(Stored data)
· · · · · · ·

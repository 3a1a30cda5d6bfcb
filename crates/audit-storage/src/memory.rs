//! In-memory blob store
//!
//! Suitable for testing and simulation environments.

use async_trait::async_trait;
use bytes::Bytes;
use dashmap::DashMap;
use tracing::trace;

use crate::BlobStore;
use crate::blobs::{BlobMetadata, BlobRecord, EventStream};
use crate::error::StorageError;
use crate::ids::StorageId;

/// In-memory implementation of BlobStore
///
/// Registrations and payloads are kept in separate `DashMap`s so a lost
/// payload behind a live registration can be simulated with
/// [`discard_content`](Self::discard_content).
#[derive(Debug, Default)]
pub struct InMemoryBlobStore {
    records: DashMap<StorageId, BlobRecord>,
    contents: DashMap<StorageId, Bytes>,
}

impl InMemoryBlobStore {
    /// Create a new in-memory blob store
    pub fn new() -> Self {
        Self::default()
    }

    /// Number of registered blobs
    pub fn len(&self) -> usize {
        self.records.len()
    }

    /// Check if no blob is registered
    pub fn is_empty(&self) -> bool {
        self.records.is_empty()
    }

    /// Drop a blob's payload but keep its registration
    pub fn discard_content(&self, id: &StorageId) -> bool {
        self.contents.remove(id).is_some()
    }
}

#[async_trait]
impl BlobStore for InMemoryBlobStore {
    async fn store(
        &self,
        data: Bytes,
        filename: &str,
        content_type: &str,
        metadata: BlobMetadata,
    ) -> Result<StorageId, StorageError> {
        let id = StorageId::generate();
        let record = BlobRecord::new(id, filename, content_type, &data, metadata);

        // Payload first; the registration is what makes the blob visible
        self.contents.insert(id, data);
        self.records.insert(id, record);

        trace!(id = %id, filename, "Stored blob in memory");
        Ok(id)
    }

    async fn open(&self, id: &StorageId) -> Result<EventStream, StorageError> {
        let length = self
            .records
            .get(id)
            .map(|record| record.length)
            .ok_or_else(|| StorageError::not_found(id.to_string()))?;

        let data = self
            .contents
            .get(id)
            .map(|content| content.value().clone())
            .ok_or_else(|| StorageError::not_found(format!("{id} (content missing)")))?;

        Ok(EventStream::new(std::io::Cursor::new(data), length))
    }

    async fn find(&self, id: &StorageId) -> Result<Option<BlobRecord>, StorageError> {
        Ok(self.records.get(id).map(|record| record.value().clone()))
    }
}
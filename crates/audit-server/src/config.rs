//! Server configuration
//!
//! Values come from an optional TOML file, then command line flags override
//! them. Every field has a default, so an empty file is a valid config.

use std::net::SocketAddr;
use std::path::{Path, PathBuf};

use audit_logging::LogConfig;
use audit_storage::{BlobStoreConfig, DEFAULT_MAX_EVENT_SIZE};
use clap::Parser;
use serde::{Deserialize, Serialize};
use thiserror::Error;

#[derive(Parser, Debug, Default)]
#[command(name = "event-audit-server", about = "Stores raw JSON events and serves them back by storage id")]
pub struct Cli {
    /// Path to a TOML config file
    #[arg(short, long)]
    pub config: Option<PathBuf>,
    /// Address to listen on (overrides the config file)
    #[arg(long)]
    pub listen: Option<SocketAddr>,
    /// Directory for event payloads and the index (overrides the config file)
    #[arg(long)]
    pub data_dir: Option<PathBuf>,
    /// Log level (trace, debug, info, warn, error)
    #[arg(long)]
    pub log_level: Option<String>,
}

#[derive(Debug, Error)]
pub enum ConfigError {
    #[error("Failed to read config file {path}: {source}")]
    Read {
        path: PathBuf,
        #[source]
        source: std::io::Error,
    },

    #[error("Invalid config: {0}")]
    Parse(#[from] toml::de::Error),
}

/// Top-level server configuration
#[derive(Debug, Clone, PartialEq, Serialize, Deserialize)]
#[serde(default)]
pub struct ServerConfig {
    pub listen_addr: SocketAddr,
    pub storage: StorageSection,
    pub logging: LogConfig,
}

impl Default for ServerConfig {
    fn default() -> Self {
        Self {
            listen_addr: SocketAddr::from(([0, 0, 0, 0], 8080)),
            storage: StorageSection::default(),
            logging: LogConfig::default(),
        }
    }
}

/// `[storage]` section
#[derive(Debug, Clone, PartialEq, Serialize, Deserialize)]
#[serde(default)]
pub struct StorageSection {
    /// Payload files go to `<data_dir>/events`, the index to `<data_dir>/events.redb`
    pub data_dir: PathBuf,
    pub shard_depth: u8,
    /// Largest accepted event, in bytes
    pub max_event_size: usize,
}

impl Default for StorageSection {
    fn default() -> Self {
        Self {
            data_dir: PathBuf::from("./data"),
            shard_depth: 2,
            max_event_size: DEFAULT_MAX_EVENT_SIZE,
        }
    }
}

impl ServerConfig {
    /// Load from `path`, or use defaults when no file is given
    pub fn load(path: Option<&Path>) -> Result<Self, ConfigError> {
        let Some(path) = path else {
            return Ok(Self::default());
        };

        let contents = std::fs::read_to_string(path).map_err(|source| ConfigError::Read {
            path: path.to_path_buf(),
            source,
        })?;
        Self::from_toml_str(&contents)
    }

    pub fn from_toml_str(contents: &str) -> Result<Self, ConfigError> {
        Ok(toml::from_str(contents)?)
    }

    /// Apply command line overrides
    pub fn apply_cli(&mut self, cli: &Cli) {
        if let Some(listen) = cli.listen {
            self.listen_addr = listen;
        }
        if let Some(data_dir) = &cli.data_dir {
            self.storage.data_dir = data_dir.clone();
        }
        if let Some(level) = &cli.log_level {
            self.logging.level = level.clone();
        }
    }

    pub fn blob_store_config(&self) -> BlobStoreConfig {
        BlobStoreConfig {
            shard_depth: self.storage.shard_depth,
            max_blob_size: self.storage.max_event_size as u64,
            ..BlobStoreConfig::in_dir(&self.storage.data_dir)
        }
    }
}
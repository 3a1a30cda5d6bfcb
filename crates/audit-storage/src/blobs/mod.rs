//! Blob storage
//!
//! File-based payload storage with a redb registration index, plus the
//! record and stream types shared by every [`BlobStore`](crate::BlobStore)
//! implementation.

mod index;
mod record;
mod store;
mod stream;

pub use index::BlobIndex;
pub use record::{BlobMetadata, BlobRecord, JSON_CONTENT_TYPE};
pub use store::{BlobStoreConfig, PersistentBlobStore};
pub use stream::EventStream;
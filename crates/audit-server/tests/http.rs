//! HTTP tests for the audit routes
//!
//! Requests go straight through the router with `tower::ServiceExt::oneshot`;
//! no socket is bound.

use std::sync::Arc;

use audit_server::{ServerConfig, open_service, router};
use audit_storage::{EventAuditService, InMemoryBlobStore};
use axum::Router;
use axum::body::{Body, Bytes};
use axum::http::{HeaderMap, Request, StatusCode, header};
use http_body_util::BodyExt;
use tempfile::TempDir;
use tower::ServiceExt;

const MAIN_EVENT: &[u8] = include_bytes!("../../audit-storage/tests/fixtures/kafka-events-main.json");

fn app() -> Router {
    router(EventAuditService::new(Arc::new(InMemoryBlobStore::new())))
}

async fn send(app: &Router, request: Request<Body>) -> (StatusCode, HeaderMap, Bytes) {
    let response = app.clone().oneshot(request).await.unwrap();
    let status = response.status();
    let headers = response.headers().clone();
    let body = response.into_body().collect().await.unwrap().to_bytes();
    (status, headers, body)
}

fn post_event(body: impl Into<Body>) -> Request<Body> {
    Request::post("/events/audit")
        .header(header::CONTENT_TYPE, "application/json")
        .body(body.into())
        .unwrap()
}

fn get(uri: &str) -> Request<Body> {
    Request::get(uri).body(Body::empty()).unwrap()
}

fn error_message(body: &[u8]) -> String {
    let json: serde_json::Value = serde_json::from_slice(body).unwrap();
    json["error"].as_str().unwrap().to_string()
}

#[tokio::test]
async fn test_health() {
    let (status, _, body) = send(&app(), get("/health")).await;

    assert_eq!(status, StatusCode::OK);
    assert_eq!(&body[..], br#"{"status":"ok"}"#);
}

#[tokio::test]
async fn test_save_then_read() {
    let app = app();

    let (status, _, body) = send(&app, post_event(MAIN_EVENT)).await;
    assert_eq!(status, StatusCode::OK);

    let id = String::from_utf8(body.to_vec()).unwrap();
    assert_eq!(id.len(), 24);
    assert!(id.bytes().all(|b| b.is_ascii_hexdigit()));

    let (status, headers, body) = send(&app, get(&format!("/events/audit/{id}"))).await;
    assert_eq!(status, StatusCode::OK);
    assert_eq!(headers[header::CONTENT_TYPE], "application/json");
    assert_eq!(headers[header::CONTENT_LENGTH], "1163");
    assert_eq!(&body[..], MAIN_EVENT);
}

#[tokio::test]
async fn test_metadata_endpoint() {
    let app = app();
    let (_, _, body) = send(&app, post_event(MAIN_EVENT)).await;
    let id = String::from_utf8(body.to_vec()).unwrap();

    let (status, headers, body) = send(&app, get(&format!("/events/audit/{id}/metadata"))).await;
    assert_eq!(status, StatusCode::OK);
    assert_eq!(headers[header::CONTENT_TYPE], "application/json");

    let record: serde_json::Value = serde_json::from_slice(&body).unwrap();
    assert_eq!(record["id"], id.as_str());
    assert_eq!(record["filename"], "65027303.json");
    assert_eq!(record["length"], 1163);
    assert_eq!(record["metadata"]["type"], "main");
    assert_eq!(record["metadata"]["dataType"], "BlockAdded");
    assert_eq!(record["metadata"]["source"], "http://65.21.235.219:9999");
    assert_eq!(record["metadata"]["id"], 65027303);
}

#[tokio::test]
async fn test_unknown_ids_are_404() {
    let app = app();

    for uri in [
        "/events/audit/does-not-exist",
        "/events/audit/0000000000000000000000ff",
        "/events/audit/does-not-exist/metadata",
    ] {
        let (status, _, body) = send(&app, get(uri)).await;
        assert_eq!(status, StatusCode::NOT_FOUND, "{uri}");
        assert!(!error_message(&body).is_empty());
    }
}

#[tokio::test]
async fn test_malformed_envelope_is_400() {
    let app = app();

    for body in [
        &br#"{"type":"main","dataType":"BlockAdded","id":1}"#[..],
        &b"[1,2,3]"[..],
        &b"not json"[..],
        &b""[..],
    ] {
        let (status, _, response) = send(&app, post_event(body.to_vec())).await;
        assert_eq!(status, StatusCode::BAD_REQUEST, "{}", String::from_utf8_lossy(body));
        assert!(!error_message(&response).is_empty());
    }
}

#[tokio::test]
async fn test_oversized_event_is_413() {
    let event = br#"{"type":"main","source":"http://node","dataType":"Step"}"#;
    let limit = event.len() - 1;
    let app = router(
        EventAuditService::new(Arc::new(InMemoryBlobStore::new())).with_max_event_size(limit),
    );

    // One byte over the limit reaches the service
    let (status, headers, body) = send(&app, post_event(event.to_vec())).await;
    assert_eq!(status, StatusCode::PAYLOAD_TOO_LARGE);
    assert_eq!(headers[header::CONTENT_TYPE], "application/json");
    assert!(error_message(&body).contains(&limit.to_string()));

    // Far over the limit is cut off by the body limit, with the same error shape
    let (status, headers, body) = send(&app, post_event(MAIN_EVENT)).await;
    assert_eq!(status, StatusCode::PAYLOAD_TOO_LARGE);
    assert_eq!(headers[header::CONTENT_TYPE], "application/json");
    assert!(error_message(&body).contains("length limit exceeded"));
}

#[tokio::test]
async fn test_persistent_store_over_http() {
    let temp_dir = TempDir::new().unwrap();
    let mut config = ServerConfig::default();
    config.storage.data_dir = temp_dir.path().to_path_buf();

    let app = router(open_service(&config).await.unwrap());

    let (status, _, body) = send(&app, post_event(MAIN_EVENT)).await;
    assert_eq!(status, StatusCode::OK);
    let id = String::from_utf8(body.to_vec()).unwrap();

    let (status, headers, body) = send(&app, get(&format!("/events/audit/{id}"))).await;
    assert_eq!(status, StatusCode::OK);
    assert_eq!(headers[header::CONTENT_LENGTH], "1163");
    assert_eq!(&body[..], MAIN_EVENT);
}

· · · · · · ·

## TASK ITEM:
Give the number of lines in the entries that contain the word "usize", without any other words.

## EXPECTED ANSWER:
2